In the middle of the fourth column it says the spr is


You have 120 minutes for this exam. The points total 120 too. You may use notes but not electronic devices. The more your examples are specific, the more you use appropriate technical terms, the more you go beyond repetition of the questions themselves, the better your answers.

1. Regarding the attached clipping from the Wall Street Journal on June 27, 2011, during the turmoil of the civil war in Libya:

a) Near the end of the first column is the phrase "discount the SPR [managers] will allow from benchmark prices". Please explain that phrase.

b) In the middle of the fourth column it says the SPR is releasing only "sweet" crude. Why should this type of crude attract more interest from buyers? What price premium does "sweet" crude usually receive?
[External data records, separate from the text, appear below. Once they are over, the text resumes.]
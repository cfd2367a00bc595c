use std::fs::{self, OpenOptions};
use std::path::Path;
use std::sync::{Mutex, Once};

use anyhow::Result;
use tracing_subscriber::{fmt, EnvFilter};

pub const LOG_ENV: &str = "TIMEBUDGET_LOG";
const LOG_FILE_NAME: &str = "timebudget.log";

static TRACING_INIT: Once = Once::new();

/// `$TIMEBUDGET_LOG` wins; otherwise our own crates log at `level` and
/// dependencies at warn.
fn filter(level: &str) -> EnvFilter {
    EnvFilter::try_from_env(LOG_ENV).unwrap_or_else(|_| {
        EnvFilter::new(format!("warn,timebudget_core={0},timebudget={0}", level))
    })
}

pub fn init_stderr(level: &str) {
    TRACING_INIT.call_once(|| {
        fmt()
            .with_env_filter(filter(level))
            .with_writer(std::io::stderr)
            .with_target(false)
            .init();
    });
}

/// The TUI owns the terminal, so its logs go to `<data_dir>/timebudget.log`.
pub fn init_file(level: &str, data_dir: &Path) -> Result<()> {
    fs::create_dir_all(data_dir)?;
    let file = OpenOptions::new()
        .create(true)
        .append(true)
        .open(data_dir.join(LOG_FILE_NAME))?;
    TRACING_INIT.call_once(|| {
        fmt()
            .with_env_filter(filter(level))
            .with_writer(Mutex::new(file))
            .with_ansi(false)
            .init();
    });
    Ok(())
}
c) At the bottom of the second column, it says Goldman Sachs [a major investment bank] didn't change it longer-term price forecast in response to the release from the SPR. Does this make sense to you?

2. Regarding the attached clipping from the Wall Street Journal on March 12, 2013:

a) It says in the third paragraph the US sugar prices, at about 20 cents per lb, are trading at their lowest level in the last 4 years. How do those prices compare to a longer time frame, say 40 years?
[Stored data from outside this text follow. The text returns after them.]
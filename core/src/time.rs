use chrono::{Datelike, Days, Duration, NaiveDate, NaiveDateTime, Timelike, Weekday};
use anyhow::{anyhow, Result};

pub const MINUTES_PER_WEEK: f64 = 7.0 * 24.0 * 60.0;
const MAX_ENTRY_HOURS: f64 = 24.0;

/// Parse a logged duration into fractional hours.
///
/// Accepts `90m`, `2h`, `1h30m`, `1.5h` and bare decimal hours (`1.25`).
pub fn parse_duration(input: &str) -> Result<f64> {
    let input = input.trim().to_lowercase();
    if input.is_empty() {
        return Err(anyhow!("Empty duration string"));
    }

    if let Ok(hours) = input.parse::<f64>() {
        return validate_hours(hours, &input);
    }

    let mut hours = 0.0;
    let mut number = String::new();
    let mut saw_unit = false;

    for c in input.chars() {
        match c {
            '0'..='9' | '.' => number.push(c),
            'h' | 'm' => {
                if number.is_empty() {
                    return Err(anyhow!("Missing number before '{}' in '{}'", c, input));
                }
                let value: f64 = number
                    .parse()
                    .map_err(|_| anyhow!("Invalid duration number: {}", number))?;
                hours += if c == 'h' { value } else { value / 60.0 };
                number.clear();
                saw_unit = true;
            }
            ' ' => {}
            _ => return Err(anyhow!("Unknown duration unit: {}", c)),
        }
    }

    if !number.is_empty() || !saw_unit {
        return Err(anyhow!("Duration '{}' must end with a unit (h or m)", input));
    }

    validate_hours(hours, &input)
}

fn validate_hours(hours: f64, input: &str) -> Result<f64> {
    if !hours.is_finite() || hours <= 0.0 {
        return Err(anyhow!("Duration must be positive: {}", input));
    }
    if hours > MAX_ENTRY_HOURS {
        return Err(anyhow!("Duration longer than a day: {}", input));
    }
    Ok(hours)
}

/// Parse a budget amount. Same syntax as [`parse_duration`] but zero is
/// allowed and there is no upper bound beyond a full week.
pub fn parse_budget(input: &str) -> Result<f64> {
    let trimmed = input.trim();
    if trimmed == "0" || trimmed == "0h" || trimmed == "0m" {
        return Ok(0.0);
    }
    if let Ok(hours) = trimmed.parse::<f64>() {
        if hours < 0.0 || !hours.is_finite() {
            return Err(anyhow!("Budget must not be negative: {}", input));
        }
        return check_week(hours, input);
    }
    // Reuse the unit parser in chunks of a day so weekly budgets above 24h work.
    let mut total = 0.0;
    for part in split_hour_chunks(trimmed)? {
        total += part;
    }
    check_week(total, input)
}

fn check_week(hours: f64, input: &str) -> Result<f64> {
    if hours > MINUTES_PER_WEEK / 60.0 {
        return Err(anyhow!("Budget exceeds the hours in a week: {}", input));
    }
    Ok(hours)
}

fn split_hour_chunks(input: &str) -> Result<Vec<f64>> {
    let lower = input.to_lowercase();
    let (h_part, m_part) = match lower.split_once('h') {
        Some((h, rest)) => (Some(h.trim()), rest.trim()),
        None => (None, lower.as_str()),
    };

    let mut chunks = Vec::new();
    if let Some(h) = h_part {
        let hours: f64 = h.parse().map_err(|_| anyhow!("Invalid budget: {}", input))?;
        if hours < 0.0 {
            return Err(anyhow!("Budget must not be negative: {}", input));
        }
        chunks.push(hours);
    }
    if !m_part.is_empty() {
        chunks.push(parse_duration(m_part)?);
    }
    if chunks.is_empty() {
        return Err(anyhow!("Invalid budget: {}", input));
    }
    Ok(chunks)
}

/// Resolve an entry date relative to `today`.
pub fn parse_entry_date(input: &str, today: NaiveDate) -> Result<NaiveDate> {
    let lower = input.trim().to_lowercase();

    match lower.as_str() {
        "today" | "tod" => return Ok(today),
        "yesterday" | "yest" | "y" => return Ok(today - Duration::days(1)),
        _ => {}
    }

    // -Nd: N days ago
    if let Some(rest) = lower.strip_prefix('-') {
        if let Some(num) = rest.strip_suffix('d') {
            if num.is_empty() || !num.chars().all(|c| c.is_ascii_digit()) {
                return Err(anyhow!("Invalid relative date: {}", input));
            }
            let days: u64 = num.parse().map_err(|_| anyhow!("Invalid relative date: {}", input))?;
            return days_before(today, days);
        }
    }

    // Weekday name: the most recent such day, today included.
    if let Ok(weekday) = parse_weekday_str(&lower) {
        let back = (today.weekday().num_days_from_monday() + 7 - weekday.num_days_from_monday()) % 7;
        return Ok(today - Duration::days(back as i64));
    }

    NaiveDate::parse_from_str(&lower, "%Y-%m-%d")
        .map_err(|_| anyhow!("Could not parse date: {}", input))
}

fn parse_weekday_str(s: &str) -> Result<Weekday> {
    match s {
        "mon" | "monday" => Ok(Weekday::Mon),
        "tue" | "tuesday" => Ok(Weekday::Tue),
        "wed" | "wednesday" => Ok(Weekday::Wed),
        "thu" | "thursday" => Ok(Weekday::Thu),
        "fri" | "friday" => Ok(Weekday::Fri),
        "sat" | "saturday" => Ok(Weekday::Sat),
        "sun" | "sunday" => Ok(Weekday::Sun),
        _ => Err(anyhow!("Invalid weekday")),
    }
}

/// `date` moved `days` into the past; an error instead of chrono's overflow panic.
pub fn days_before(date: NaiveDate, days: u64) -> Result<NaiveDate> {
    date.checked_sub_days(Days::new(days))
        .ok_or_else(|| anyhow!("Date offset out of range: {} days before {}", days, date))
}

pub fn weeks_before(date: NaiveDate, weeks: u64) -> Result<NaiveDate> {
    let days = weeks
        .checked_mul(7)
        .ok_or_else(|| anyhow!("Date offset out of range: {} weeks before {}", weeks, date))?;
    days_before(date, days)
}

/// Monday of the week containing `date`.
pub fn week_start(date: NaiveDate) -> NaiveDate {
    date - Duration::days(date.weekday().num_days_from_monday() as i64)
}

/// `[monday, next monday)` for the week containing `date`.
pub fn week_bounds(date: NaiveDate) -> (NaiveDate, NaiveDate) {
    let start = week_start(date);
    (start, start + Duration::days(7))
}

/// Fraction of the Monday-Sunday week elapsed at `now`, in `[0, 1]`.
pub fn calculate_week_progress(now: NaiveDateTime) -> f64 {
    // chrono's Monday is already 0 here, no Sunday-first remapping needed.
    let day = now.weekday().num_days_from_monday() as f64;
    let minutes = day * 24.0 * 60.0 + now.hour() as f64 * 60.0 + now.minute() as f64;
    (minutes / MINUTES_PER_WEEK).min(1.0)
}

/// Human-readable duration, always rounded *up* to the next whole minute so
/// usage is never under-reported.
pub fn format_time(hours: f64, show_minutes: bool) -> String {
    let total_minutes = ceil_minutes(hours);
    let h = total_minutes / 60;
    let m = total_minutes % 60;

    if show_minutes || m != 0 {
        if h > 0 && m > 0 {
            format!("{}h {}m", h, m)
        } else if h > 0 {
            format!("{}h", h)
        } else {
            format!("{}m", m)
        }
    } else if h > 0 {
        format!("{}h", h)
    } else {
        "0h".to_string()
    }
}

/// Whole minutes, ceiling. The value is first snapped to whole seconds so
/// float noise from hour fractions (0.0167h = 60.12s) does not add a minute.
/// Sub-second remainders therefore round to the nearest second: 60.4s is 1m.
pub fn ceil_minutes(hours: f64) -> u64 {
    if !hours.is_finite() || hours <= 0.0 {
        return 0;
    }
    let seconds = (hours * 3600.0).round() as u64;
    seconds.div_ceil(60)
}
use crate::repository::{CategoryRepository, EntryRepository};
use crate::service::budget_service::BudgetService;
use crate::service::dto::{CategoryOverview, WeeklyOverview};
use crate::service::entry_service::EntryService;
use crate::time::{calculate_week_progress, week_start};
use anyhow::Result;
use chrono::NaiveDateTime;

pub struct OverviewUseCase<'a, C: CategoryRepository, E: EntryRepository> {
    budget_service: &'a BudgetService<C>,
    entry_service: &'a EntryService<E>,
}

impl<'a, C: CategoryRepository, E: EntryRepository> OverviewUseCase<'a, C, E> {
    pub fn new(budget_service: &'a BudgetService<C>, entry_service: &'a EntryService<E>) -> Self {
        Self {
            budget_service,
            entry_service,
        }
    }

    /// Progress of every category and activity for the week containing `now`.
    ///
    /// Usage is summed from the entries of that week rather than read from the
    /// stored `time_used`, so a stale value from a past week never shows.
    pub fn current_week(&self, now: NaiveDateTime) -> Result<WeeklyOverview> {
        let today = now.date();
        let week_progress = calculate_week_progress(now);
        let usage = self.entry_service.usage_for_week(today)?;

        let mut categories = self.budget_service.list()?;
        for cat in categories.iter_mut() {
            for sub in cat.subcategories.iter_mut() {
                sub.time_used = usage.get(&sub.id).copied().unwrap_or(0.0);
            }
        }

        let overviews: Vec<CategoryOverview> = categories
            .iter()
            .map(|c| CategoryOverview::from_entity(c, week_progress))
            .collect();

        Ok(WeeklyOverview {
            week_start: week_start(today),
            week_progress,
            total_budget: overviews.iter().map(|c| c.budget).sum(),
            total_used: overviews.iter().map(|c| c.time_used).sum(),
            categories: overviews,
        })
    }
}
b) Near the end of the article, it says that beet processors can borrow against their output at 24.09 cents per lb while processors from sugar cane at 18.75. Does this difference in borrowing points make sense to you?
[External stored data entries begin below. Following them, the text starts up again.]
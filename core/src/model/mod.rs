pub mod budget;
pub mod entry;
pub mod status;
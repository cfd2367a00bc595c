use crate::model::budget::Category;
use crate::model::entry::TimeEntry;
use anyhow::Result;
use uuid::Uuid;

pub trait CategoryRepository {
    fn list(&self) -> Result<Vec<Category>>;
    fn get(&self, id: &Uuid) -> Result<Category>;
    fn create(&self, category: Category) -> Result<Category>;
    fn update(&self, category: &Category) -> Result<()>;
    fn delete(&self, id: &Uuid) -> Result<()>;
    /// Replace the whole collection, used after reordering.
    fn save_all(&self, categories: &[Category]) -> Result<()>;
}

pub trait EntryRepository {
    fn list(&self) -> Result<Vec<TimeEntry>>;
    fn get(&self, id: &Uuid) -> Result<TimeEntry>;
    fn create(&self, entry: TimeEntry) -> Result<TimeEntry>;
    fn update(&self, entry: &TimeEntry) -> Result<()>;
    fn delete(&self, id: &Uuid) -> Result<()>;
    /// Remove every entry matching the predicate, returning how many went.
    fn delete_where(&self, predicate: &dyn Fn(&TimeEntry) -> bool) -> Result<usize>;
}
c) Evidently, if beet processors default on the loans, the USDA ends up with the sugar, and which it must sell to ethanol producers rather than sugar users. Who benefits from this restriction on the use of the sugar?

3. A natural-gas pipeline company has one operating division that buys gas from producers in Alberta Canada and sells to local consumers, another division that buys and sells in the Chicago area, and another that offers to transport gas, including other divisions', from Alberta to regions in the US, including Chicago, at a set fee. That is, various parts of the company post these prices in US dollars per million BTU (BritishThermal Unit). (It is the buyer at the bid and the seller at the ask.)

$5.80    bid Alberta
$5.82    ask Alberta
$5.91    bid Chicago
$5.95    ask Chicago
$0.10    transport fee from Alberta to Chicago

Does this company, notorious for the bureaucratic and independent way each division sets its prices, present any arbitrage opportunities for more astute traders, including routine buyers of natural gas in Chicago and routine sellers of natural gas in Alberta? The natural gas moves quickly through the pipeline so interest costs can be ignored. [Give some sense of your reasoning; an answer of merely "no", even if correct, will not receive much credit.]4. "In the long and troubled history of England and Ireland, no issue provoked so much anger or so embittered relations between the two countries as the indisputable fact that huge quantities of food were exported from Ireland to England throughout the period when the people of Ireland were dying of starvation" (p. 70, Cecil Woodham-Smith, The Great Hunger: Ireland 1845-9).

In the 1840s, Ireland, an island, was under the political control of England, another island. The typical Irish family leased a small amount of land, on which it grew potatoes, while working as agricultural laborers on larger estates, which grew wheat (and oats) for export. Wheat was much the more valuable crop by weight (potatoes are mostly water). Indeed, potatoes rarely appeared even in local markets, as the typical family ate what it grew, and those potatoes were a large fraction of the typical family's total income, implicitly. Wheat was the food exported when a fungus devastated the potato crops for several years in a row.

a) Please draw graphs representing the potato market in Ireland, the wheat market in Ireland, and the wheat market in England representing the situation before the potato blight devastated the potato crop. (Other markets could be included, such as the labor market in Ireland, but these three suffice.) Pay special attention to what groups need to be made distinct in the graphs. Briefly defend your assumptions about the supply and demand elasticities in your graphs.

b) How do these graphs of three markets relate to the current situation for quinoa in Bolivia (see attached article)?

c) How is it possible that market signals caused exports of wheat in the face of famine in Ireland? Please show your argument graphically. Which curves shift and why?

d) Would a statutory export monopoly over wheat have behaved in this manner?